(Saved data entries)
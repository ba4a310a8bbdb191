//! Purpose: Identity values produced by the payload parser and the manual-entry path.
//! Exports: `IdentityRecord`, `SexCode`, `Candidate`, `Provenance`, `UNAVAILABLE`, `to_iso_date`.
//! Role: Plain data carried from the parser to callers; no parsing logic lives here.
//! Invariants: `IdentityRecord::document_number` always matches `^\d{7,8}$`.
//! Invariants: Missing fields read back as `UNAVAILABLE`, never as empty strings.

use crate::core::manual::is_document_number;

/// Sentinel returned for any field the parser could not locate.
pub const UNAVAILABLE: &str = "unavailable";

#[derive(Clone, Copy, Debug, Eq, PartialEq)]
pub enum SexCode {
    Male,
    Female,
}

impl SexCode {
    pub fn as_str(self) -> &'static str {
        match self {
            SexCode::Male => "M",
            SexCode::Female => "F",
        }
    }

    pub fn from_field(field: &str) -> Option<Self> {
        match field.trim() {
            "M" | "m" => Some(SexCode::Male),
            "F" | "f" => Some(SexCode::Female),
            _ => None,
        }
    }
}

#[derive(Clone, Debug, Eq, PartialEq)]
pub struct IdentityRecord {
    document_number: String,
    surname: Option<String>,
    given_name: Option<String>,
    sex_code: Option<SexCode>,
    birth_date: Option<String>,
}

impl IdentityRecord {
    /// Returns `None` unless `document_number` is 7 or 8 ASCII digits.
    pub fn new(document_number: impl Into<String>) -> Option<Self> {
        let document_number = document_number.into();
        if !is_document_number(&document_number) {
            return None;
        }
        Some(Self {
            document_number,
            surname: None,
            given_name: None,
            sex_code: None,
            birth_date: None,
        })
    }

    pub fn document_number(&self) -> &str {
        &self.document_number
    }

    pub fn surname(&self) -> &str {
        self.surname.as_deref().unwrap_or(UNAVAILABLE)
    }

    pub fn given_name(&self) -> &str {
        self.given_name.as_deref().unwrap_or(UNAVAILABLE)
    }

    pub fn sex_code(&self) -> Option<SexCode> {
        self.sex_code
    }

    pub fn sex_code_str(&self) -> &str {
        self.sex_code.map(SexCode::as_str).unwrap_or(UNAVAILABLE)
    }

    pub fn birth_date(&self) -> &str {
        self.birth_date.as_deref().unwrap_or(UNAVAILABLE)
    }

    /// Birth date as `YYYY-MM-DD`, or an empty string when unknown.
    pub fn birth_date_iso(&self) -> String {
        to_iso_date(self.birth_date())
    }

    pub(crate) fn with_surname(mut self, value: Option<String>) -> Self {
        self.surname = value;
        self
    }

    pub(crate) fn with_given_name(mut self, value: Option<String>) -> Self {
        self.given_name = value;
        self
    }

    pub(crate) fn with_sex_code(mut self, value: Option<SexCode>) -> Self {
        self.sex_code = value;
        self
    }

    pub(crate) fn with_birth_date(mut self, value: Option<String>) -> Self {
        self.birth_date = value;
        self
    }
}

/// Where a candidate document number was found.
#[derive(Clone, Copy, Debug, Eq, PartialEq)]
pub enum Provenance {
    /// Field index within the delimiter-split payload.
    Position(usize),
    /// Found by scanning the whole payload.
    Pattern,
}

impl Provenance {
    pub fn label(self) -> String {
        match self {
            Provenance::Position(index) => format!("position:{index}"),
            Provenance::Pattern => "pattern".to_string(),
        }
    }
}

/// A standalone 6 to 9 digit run seen while looking for the document number.
#[derive(Clone, Debug, Eq, PartialEq)]
pub struct Candidate {
    pub value: String,
    pub provenance: Provenance,
    pub selected: bool,
}

impl Candidate {
    pub fn is_document_number(&self) -> bool {
        is_document_number(&self.value)
    }
}

/// Converts `DD/MM/YYYY` to `YYYY-MM-DD`; anything else yields `""`.
pub fn to_iso_date(birth_date: &str) -> String {
    let parts: Vec<&str> = birth_date.split('/').collect();
    match parts.as_slice() {
        [day, month, year] => format!("{year}-{month}-{day}"),
        _ => String::new(),
    }
}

What needs to be done
Only these lines should appear in the reply: the one containing "pub fn is_document_number(&self)", the last line of the data, and all lines between them, each copied exactly.

Response to this exercise
    pub fn is_document_number(&self) -> bool {
        is_document_number(&self.value)
    }
}

/// Converts `DD/MM/YYYY` to `YYYY-MM-DD`; anything else yields `""`.
pub fn to_iso_date(birth_date: &str) -> String {
    let parts: Vec<&str> = birth_date.split('/').collect();
    match parts.as_slice() {
        [day, month, year] => format!("{year}-{month}-{day}"),
        _ => String::new(),
    }
}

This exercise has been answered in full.